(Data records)
.....

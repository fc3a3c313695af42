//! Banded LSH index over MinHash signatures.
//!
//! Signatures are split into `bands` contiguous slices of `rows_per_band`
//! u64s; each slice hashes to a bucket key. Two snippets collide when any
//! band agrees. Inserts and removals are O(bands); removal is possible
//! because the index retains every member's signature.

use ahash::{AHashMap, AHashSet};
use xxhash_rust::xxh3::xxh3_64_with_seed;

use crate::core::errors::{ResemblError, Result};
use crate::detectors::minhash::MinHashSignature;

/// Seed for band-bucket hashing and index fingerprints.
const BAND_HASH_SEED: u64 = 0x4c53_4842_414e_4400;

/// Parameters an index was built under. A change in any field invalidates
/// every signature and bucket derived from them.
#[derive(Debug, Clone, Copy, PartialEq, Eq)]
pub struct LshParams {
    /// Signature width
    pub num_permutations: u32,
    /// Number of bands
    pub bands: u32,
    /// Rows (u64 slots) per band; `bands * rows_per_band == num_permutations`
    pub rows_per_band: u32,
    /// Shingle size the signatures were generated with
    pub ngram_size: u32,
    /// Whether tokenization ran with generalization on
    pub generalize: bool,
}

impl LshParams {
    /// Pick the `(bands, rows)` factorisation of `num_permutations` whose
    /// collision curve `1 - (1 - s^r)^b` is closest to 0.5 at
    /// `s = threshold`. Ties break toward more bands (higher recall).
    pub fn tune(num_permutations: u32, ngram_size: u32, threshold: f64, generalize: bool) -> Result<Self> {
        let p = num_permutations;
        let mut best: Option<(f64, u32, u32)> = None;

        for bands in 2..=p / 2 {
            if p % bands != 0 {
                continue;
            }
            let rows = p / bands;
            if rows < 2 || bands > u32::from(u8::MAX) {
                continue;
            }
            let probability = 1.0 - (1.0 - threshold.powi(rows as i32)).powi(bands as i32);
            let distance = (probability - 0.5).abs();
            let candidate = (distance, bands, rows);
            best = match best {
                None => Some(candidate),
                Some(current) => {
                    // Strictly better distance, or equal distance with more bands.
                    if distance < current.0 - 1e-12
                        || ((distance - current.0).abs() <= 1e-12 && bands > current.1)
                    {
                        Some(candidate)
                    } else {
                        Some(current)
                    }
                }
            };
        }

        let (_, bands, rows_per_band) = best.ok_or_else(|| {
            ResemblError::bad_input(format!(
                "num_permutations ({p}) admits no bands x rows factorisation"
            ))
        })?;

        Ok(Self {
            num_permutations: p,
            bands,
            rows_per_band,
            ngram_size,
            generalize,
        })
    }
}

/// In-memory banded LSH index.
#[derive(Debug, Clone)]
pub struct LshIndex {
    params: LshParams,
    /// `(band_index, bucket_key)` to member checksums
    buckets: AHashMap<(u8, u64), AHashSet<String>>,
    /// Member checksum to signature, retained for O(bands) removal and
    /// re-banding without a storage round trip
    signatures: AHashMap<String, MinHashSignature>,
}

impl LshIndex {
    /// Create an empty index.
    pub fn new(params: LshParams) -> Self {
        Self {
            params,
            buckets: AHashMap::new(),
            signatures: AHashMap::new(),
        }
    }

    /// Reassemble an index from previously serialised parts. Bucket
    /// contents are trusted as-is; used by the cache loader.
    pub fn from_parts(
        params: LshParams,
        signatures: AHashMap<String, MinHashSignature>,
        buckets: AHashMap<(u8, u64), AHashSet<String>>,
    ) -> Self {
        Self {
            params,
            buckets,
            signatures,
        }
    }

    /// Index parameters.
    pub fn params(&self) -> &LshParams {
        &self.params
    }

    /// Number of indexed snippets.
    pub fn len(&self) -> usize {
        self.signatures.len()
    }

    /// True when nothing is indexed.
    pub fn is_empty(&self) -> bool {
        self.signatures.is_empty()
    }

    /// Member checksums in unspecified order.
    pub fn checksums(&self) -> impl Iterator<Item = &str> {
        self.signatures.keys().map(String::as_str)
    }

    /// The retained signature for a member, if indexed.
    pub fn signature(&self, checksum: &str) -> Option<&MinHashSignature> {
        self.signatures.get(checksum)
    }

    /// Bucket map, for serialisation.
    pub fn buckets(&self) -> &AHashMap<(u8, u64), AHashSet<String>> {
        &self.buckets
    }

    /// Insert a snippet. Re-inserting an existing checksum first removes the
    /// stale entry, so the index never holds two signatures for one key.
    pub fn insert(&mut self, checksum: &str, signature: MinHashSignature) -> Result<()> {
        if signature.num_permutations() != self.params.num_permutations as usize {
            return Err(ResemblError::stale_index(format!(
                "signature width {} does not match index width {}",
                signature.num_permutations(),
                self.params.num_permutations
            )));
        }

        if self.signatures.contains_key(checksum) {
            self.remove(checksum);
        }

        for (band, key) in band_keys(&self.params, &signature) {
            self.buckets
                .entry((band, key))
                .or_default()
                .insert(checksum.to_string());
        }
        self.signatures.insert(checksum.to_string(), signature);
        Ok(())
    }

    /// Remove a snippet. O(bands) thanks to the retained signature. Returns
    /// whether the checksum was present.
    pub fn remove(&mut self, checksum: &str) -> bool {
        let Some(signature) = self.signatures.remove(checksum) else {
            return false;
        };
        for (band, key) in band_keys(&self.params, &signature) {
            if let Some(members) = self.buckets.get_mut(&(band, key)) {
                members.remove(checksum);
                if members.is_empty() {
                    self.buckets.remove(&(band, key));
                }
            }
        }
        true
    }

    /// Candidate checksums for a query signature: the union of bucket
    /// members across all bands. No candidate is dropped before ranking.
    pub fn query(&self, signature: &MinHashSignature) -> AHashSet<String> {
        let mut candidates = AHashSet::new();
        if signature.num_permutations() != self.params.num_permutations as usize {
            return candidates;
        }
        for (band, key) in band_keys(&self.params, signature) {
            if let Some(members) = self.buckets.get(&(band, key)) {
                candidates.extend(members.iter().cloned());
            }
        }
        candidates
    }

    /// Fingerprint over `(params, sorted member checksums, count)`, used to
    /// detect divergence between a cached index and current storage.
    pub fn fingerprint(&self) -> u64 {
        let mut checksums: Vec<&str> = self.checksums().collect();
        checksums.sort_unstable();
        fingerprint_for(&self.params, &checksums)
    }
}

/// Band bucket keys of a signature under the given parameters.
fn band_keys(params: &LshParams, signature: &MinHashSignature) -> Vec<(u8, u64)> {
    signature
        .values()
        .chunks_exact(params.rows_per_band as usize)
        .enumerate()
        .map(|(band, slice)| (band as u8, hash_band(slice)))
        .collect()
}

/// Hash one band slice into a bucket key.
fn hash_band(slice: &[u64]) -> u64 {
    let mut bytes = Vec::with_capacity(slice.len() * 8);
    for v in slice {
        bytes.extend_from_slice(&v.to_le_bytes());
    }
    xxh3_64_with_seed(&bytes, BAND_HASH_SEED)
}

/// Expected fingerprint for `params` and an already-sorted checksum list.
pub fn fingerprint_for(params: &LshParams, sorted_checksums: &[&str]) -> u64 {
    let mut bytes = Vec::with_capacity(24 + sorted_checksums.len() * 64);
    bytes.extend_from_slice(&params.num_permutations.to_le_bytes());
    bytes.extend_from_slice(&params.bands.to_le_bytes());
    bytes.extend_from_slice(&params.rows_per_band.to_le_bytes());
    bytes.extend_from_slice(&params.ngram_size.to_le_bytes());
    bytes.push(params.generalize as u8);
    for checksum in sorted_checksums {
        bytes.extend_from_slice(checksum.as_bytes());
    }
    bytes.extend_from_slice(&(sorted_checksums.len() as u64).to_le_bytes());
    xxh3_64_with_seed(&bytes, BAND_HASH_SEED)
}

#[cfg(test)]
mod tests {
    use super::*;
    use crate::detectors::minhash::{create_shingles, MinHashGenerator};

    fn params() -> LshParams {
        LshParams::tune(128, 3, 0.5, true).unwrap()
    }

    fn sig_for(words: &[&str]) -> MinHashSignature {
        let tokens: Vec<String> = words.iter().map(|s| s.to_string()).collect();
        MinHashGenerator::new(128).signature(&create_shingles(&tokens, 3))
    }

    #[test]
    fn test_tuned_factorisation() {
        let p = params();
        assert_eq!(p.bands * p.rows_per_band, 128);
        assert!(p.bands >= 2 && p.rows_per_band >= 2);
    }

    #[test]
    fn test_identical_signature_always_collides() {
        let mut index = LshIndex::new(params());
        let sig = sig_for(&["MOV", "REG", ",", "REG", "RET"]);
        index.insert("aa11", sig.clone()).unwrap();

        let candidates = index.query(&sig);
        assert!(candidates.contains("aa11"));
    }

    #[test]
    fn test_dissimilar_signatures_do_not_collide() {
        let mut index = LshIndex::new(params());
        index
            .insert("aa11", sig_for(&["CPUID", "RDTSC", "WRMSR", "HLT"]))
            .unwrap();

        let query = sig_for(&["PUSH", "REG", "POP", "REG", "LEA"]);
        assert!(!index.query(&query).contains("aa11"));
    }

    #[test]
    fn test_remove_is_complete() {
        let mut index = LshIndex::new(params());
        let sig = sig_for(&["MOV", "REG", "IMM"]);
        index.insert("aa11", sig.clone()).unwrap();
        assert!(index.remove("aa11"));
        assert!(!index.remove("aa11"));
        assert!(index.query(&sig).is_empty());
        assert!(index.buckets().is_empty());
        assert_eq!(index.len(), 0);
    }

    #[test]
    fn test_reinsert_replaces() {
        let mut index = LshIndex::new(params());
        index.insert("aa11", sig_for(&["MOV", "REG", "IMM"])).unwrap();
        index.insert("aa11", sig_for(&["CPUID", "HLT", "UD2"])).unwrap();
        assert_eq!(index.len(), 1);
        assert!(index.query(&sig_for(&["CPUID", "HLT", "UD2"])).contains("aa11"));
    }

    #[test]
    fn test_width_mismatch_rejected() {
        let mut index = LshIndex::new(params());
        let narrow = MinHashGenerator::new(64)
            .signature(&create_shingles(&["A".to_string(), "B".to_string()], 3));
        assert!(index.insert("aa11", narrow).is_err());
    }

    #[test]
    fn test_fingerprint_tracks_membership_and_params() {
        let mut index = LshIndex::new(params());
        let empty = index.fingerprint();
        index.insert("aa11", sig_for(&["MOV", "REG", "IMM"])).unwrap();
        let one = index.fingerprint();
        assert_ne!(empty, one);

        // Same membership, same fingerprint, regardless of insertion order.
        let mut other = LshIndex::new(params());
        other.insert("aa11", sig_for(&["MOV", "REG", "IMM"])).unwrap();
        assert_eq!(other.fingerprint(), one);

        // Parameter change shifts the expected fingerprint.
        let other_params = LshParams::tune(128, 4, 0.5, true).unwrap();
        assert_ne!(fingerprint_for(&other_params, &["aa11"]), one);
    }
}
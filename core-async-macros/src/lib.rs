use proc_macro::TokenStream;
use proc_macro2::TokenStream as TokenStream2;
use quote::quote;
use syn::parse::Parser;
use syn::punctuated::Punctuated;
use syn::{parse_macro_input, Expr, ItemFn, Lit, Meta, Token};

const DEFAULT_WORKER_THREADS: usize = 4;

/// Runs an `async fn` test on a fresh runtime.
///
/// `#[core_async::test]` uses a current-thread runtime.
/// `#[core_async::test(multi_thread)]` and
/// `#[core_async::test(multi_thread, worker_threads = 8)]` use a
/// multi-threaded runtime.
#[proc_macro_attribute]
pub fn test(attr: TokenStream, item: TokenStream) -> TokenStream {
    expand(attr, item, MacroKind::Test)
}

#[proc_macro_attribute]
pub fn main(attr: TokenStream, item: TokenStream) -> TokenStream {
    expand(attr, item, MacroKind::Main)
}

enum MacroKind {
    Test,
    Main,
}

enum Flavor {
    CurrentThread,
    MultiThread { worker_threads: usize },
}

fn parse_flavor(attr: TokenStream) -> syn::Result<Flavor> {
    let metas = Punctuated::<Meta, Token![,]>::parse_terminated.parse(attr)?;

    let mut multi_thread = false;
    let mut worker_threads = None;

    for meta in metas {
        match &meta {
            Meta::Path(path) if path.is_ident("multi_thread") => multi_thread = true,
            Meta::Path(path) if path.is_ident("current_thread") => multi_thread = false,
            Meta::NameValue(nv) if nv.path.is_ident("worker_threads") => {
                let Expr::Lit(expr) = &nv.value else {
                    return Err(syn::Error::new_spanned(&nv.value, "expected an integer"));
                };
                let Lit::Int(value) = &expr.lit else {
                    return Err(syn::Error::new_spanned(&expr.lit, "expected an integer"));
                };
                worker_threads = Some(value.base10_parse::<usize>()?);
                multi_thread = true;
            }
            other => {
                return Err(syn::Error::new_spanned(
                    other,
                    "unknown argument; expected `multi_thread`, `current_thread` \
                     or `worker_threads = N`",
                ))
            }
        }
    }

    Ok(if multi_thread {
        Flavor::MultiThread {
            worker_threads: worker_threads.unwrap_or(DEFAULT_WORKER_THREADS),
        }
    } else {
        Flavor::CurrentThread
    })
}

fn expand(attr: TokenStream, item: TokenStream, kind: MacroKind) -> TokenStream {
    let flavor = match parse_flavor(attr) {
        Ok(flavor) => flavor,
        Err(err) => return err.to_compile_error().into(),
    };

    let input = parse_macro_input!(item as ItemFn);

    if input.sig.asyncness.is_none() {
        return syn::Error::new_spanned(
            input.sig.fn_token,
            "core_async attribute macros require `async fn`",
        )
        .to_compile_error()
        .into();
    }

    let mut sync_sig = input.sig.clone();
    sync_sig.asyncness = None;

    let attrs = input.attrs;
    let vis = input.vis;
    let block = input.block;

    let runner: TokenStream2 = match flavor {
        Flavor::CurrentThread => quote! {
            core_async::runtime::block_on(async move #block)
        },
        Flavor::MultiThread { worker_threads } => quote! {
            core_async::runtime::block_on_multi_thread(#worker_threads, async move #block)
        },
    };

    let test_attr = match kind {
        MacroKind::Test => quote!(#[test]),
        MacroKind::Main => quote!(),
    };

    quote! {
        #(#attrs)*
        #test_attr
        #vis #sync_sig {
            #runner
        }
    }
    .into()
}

.....

Your reply must be one number, namely the count of lines above that hold the string "LshParams".

11